Un simbolo luminoso della collaborazione tra diocesi che fra tre anni permetterà alle isole Salomone di avere un sacerdote formato, pronto a riprendere la collaborazione anche con i cinque domenicani, i due birmani e poi i due padri guanelliani indiani e i due sacerdoti del Verbo incarnato in arrivo dall’Argentina.

«La nostra forza però sono i catechisti – riflette mons. Capelli – sono loro le vere guide delle comunità, che da noi sono ancora completamente legate al villaggio di appartenenza, dove spesso l’uomo bianco non ha mai messo piede.

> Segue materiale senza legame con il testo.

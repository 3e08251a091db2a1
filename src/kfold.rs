//! Deterministic stratified K-fold index selection.
//!
//! Folding is pure over `(labels, cv_splits, cv_index)`: for every class the
//! sample indices are collected in corpus order, cut at integer fence posts,
//! and the requested split picks fold slices by a fixed rotation policy.
//! Because the fence posts do not depend on `cv_index`, the test folds over
//! all `cv_index` values partition each class exactly.
//!
//! The fold-slice rotation (including the zero-to-last-slice aliasing
//! correction for the validation and training folds, and the training loop
//! visiting `cv_splits - 2` folds) is load-bearing and must not be
//! "simplified": downstream experiment results are only comparable across
//! runs because every run selects identical folds.

use crate::emotion::NUM_EMOTIONS;
use crate::set::Set;

/// Integer fence posts cutting `count` samples into `splits` folds.
///
/// `borders[k] = k * count / splits` (floor), matching a
/// `linspace(0, count, splits + 1)` rounded toward zero. Fold `k` (1-based)
/// is the half-open range `[borders[k - 1], borders[k])`.
fn fold_borders(count: usize, splits: usize) -> Vec<usize> {
    (0..=splits).map(|k| k * count / splits).collect()
}

/// Select corpus indices for `which_set` under stratified K-fold
/// cross-validation.
///
/// For each class the folds are numbered 1..=`cv_splits` and the policy is:
///
/// - **Test**: fold `cv_splits - cv_index`.
/// - **Val**: fold `(cv_splits - 1 - cv_index) % cv_splits`, where a result
///   of zero aliases to the last fold.
/// - **Train**: folds `(j - cv_index) % cv_splits` for `j` in
///   `1..=cv_splits - 2`, with the same zero correction.
/// - **All**: the union of the test folds over every `cv_index`, in
///   `cv_index` order.
///
/// The returned indices are sorted ascending (per `cv_index` for `All`).
///
/// # Panics
///
/// Asserts `cv_index < cv_splits`; an out-of-range index is a programming
/// error, not a recoverable condition.
pub fn cross_validation_indices(
    labels: &[u8],
    which_set: Set,
    cv_splits: usize,
    cv_index: usize,
) -> Vec<usize> {
    if which_set == Set::All {
        let mut indices = Vec::new();
        for i in 0..cv_splits {
            indices.extend(cross_validation_indices(labels, Set::Test, cv_splits, i));
        }
        return indices;
    }
    assert!(
        cv_index < cv_splits,
        "cv_index {cv_index} out of range for {cv_splits} splits"
    );

    let mut all_indices = Vec::new();
    for class in 0..NUM_EMOTIONS as u8 {
        let samples: Vec<usize> = labels
            .iter()
            .enumerate()
            .filter_map(|(i, &l)| (l == class).then_some(i))
            .collect();
        let borders = fold_borders(samples.len(), cv_splits);

        let mut take_fold = |k: usize| {
            all_indices.extend_from_slice(&samples[borders[k - 1]..borders[k]]);
        };

        match which_set {
            Set::Test => take_fold(cv_splits - cv_index),
            Set::Val => {
                let mut k = (cv_splits - 1 - cv_index) % cv_splits;
                if k == 0 {
                    k = cv_splits;
                }
                take_fold(k);
            }
            Set::Train => {
                for j in 1..=cv_splits.saturating_sub(2) {
                    let mut k = (j + cv_splits - cv_index) % cv_splits;
                    if k == 0 {
                        k = cv_splits;
                    }
                    take_fold(k);
                }
            }
            Set::All => unreachable!("handled above"),
        }
    }
    all_indices.sort_unstable();
    all_indices
}

#[cfg(test)]
mod tests {
    use super::*;
    use std::collections::HashSet;

    /// 10 samples per class, classes interleaved so per-class corpus order is
    /// non-trivial.
    fn interleaved_labels() -> Vec<u8> {
        let mut labels = Vec::new();
        for _ in 0..10 {
            labels.extend(0..NUM_EMOTIONS as u8);
        }
        labels
    }

    #[test]
    fn borders_match_integer_linspace() {
        assert_eq!(fold_borders(10, 5), vec![0, 2, 4, 6, 8, 10]);
        assert_eq!(fold_borders(7, 5), vec![0, 1, 2, 4, 5, 7]);
        assert_eq!(fold_borders(0, 5), vec![0, 0, 0, 0, 0, 0]);
    }

    #[test]
    fn test_folds_partition_every_class() {
        let labels = interleaved_labels();
        let mut seen: HashSet<usize> = HashSet::new();
        let mut total = 0;
        for i in 0..5 {
            let test = cross_validation_indices(&labels, Set::Test, 5, i);
            total += test.len();
            for idx in test {
                assert!(seen.insert(idx), "index {idx} appears in two test folds");
            }
        }
        assert_eq!(total, labels.len(), "test folds must cover the whole corpus");
    }

    #[test]
    fn all_is_union_of_test_folds() {
        let labels = interleaved_labels();
        let mut expected = Vec::new();
        for i in 0..5 {
            expected.extend(cross_validation_indices(&labels, Set::Test, 5, i));
        }
        let all = cross_validation_indices(&labels, Set::All, 5, 0);
        assert_eq!(all, expected);
    }

    #[test]
    fn splits_are_disjoint_within_one_cv_index() {
        let labels = interleaved_labels();
        for i in 0..5 {
            let train = cross_validation_indices(&labels, Set::Train, 5, i);
            let val = cross_validation_indices(&labels, Set::Val, 5, i);
            let test = cross_validation_indices(&labels, Set::Test, 5, i);
            let train: HashSet<_> = train.into_iter().collect();
            let val: HashSet<_> = val.into_iter().collect();
            let test: HashSet<_> = test.into_iter().collect();
            assert!(train.is_disjoint(&val), "train/val overlap at cv_index {i}");
            assert!(train.is_disjoint(&test), "train/test overlap at cv_index {i}");
            assert!(val.is_disjoint(&test), "val/test overlap at cv_index {i}");
        }
    }

    #[test]
    fn train_visits_splits_minus_two_folds() {
        // 70 samples, 5 splits: per class 10 samples → folds of 2.
        // Train takes 3 of the 5 folds per class.
        let labels = interleaved_labels();
        let train = cross_validation_indices(&labels, Set::Train, 5, 0);
        assert_eq!(train.len(), 7 * 3 * 2);
    }

    #[test]
    fn indices_are_sorted_ascending() {
        let labels = interleaved_labels();
        for &set in &[Set::Train, Set::Val, Set::Test] {
            for i in 0..5 {
                let indices = cross_validation_indices(&labels, set, 5, i);
                assert!(indices.windows(2).all(|w| w[0] < w[1]));
            }
        }
    }

    #[test]
    fn selection_is_deterministic() {
        let labels = interleaved_labels();
        let a = cross_validation_indices(&labels, Set::Train, 5, 2);
        let b = cross_validation_indices(&labels, Set::Train, 5, 2);
        assert_eq!(a, b);
    }

    #[test]
    fn val_aliases_to_last_fold_at_final_cv_index() {
        // At cv_index == cv_splits - 1 the rotation yields 0, which aliases
        // to the last fold; test occupies fold 1, so they stay disjoint.
        let labels = interleaved_labels();
        let val = cross_validation_indices(&labels, Set::Val, 5, 4);
        let test = cross_validation_indices(&labels, Set::Test, 5, 4);
        let val: HashSet<_> = val.into_iter().collect();
        let test: HashSet<_> = test.into_iter().collect();
        assert!(!val.is_empty());
        assert!(val.is_disjoint(&test));
    }

    #[test]
    #[should_panic(expected = "cv_index")]
    fn out_of_range_cv_index_panics() {
        let labels = interleaved_labels();
        cross_validation_indices(&labels, Set::Test, 5, 5);
    }

    #[test]
    fn uneven_class_counts_still_partition() {
        // Class sizes not divisible by the split count.
        let mut labels = Vec::new();
        for c in 0..NUM_EMOTIONS as u8 {
            for _ in 0..(7 + c as usize) {
                labels.push(c);
            }
        }
        let mut seen: HashSet<usize> = HashSet::new();
        for i in 0..5 {
            for idx in cross_validation_indices(&labels, Set::Test, 5, i) {
                assert!(seen.insert(idx));
            }
        }
        assert_eq!(seen.len(), labels.len());
    }
}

I catechisti con i leader della preghiera e i ministri straordinari formano dei gruppi di laici impegnati, è la gente che si mobilità per la gente».

Ad affliggere la popolazione delle Isole Salomone ci sono, evidenti, gli effetti dei cambiamenti climatici in atto.
«Negli scorsi decenni gli inglesi hanno portato da noi molti abitanti delle isole Kiribati costretti alla fuga per la salinizzazione delle loro fonti idriche. Oggi il problema vero è l’innalzamento dell’oceano. In molte isole si vede la lotta contro l’acqua: gli abitanti alzano muri di legno per salvare le proprie case. Ma il riscaldamento dei mari mina la pesca, in una zona dove la Rio mare ha 1.200 addetti alla pesca del tonno, e porta alla morte dei coralli».

L’appello di papa Francesco nell’enciclica Laudato Si’ dedicata alla cura della casa comune qui è quanto mai pressante.
Il governo centrale fatica a diffondere lo sviluppo. Le risorse che giungono dalla comunità internazionale vengono impiegate per l’organizzazione dello stato e non più per la formazione e gli istituti tecnici com’era un tempo. La capitale Honiara, 60 mila abitanti, brulica di cantieri, nascono ponti e palazzi, ma appena fuori città tutto è fermo al tempo del protettorato britannico.
«Per questo la gente vuole che la chiesa riprenda il controllo del sistema educativo, com’era prima dell’indipendenza».
E l’impegno della diocesi non manca con 17 scuole materne e due corsi di formazione dove trovano accoglienza i molti giovani scartati da un sistema scolastico troppo selettivo che ammette solo il 2 per cento al liceo.
E poi c’è il versante sanitario con i due ospedali aperti in collaborazione con i frati di Fatebenefratelli.

«Il sogno rimane quello di continuare a formare persone consapevoli della loro vita di fede e competenti nella gestione delle strutture della diocesi. Il vangelo passa da qui – conclude mons. Capelli – Da noi non è la chiesa che ha una missione, ma c’è la missione che ha una chiesa».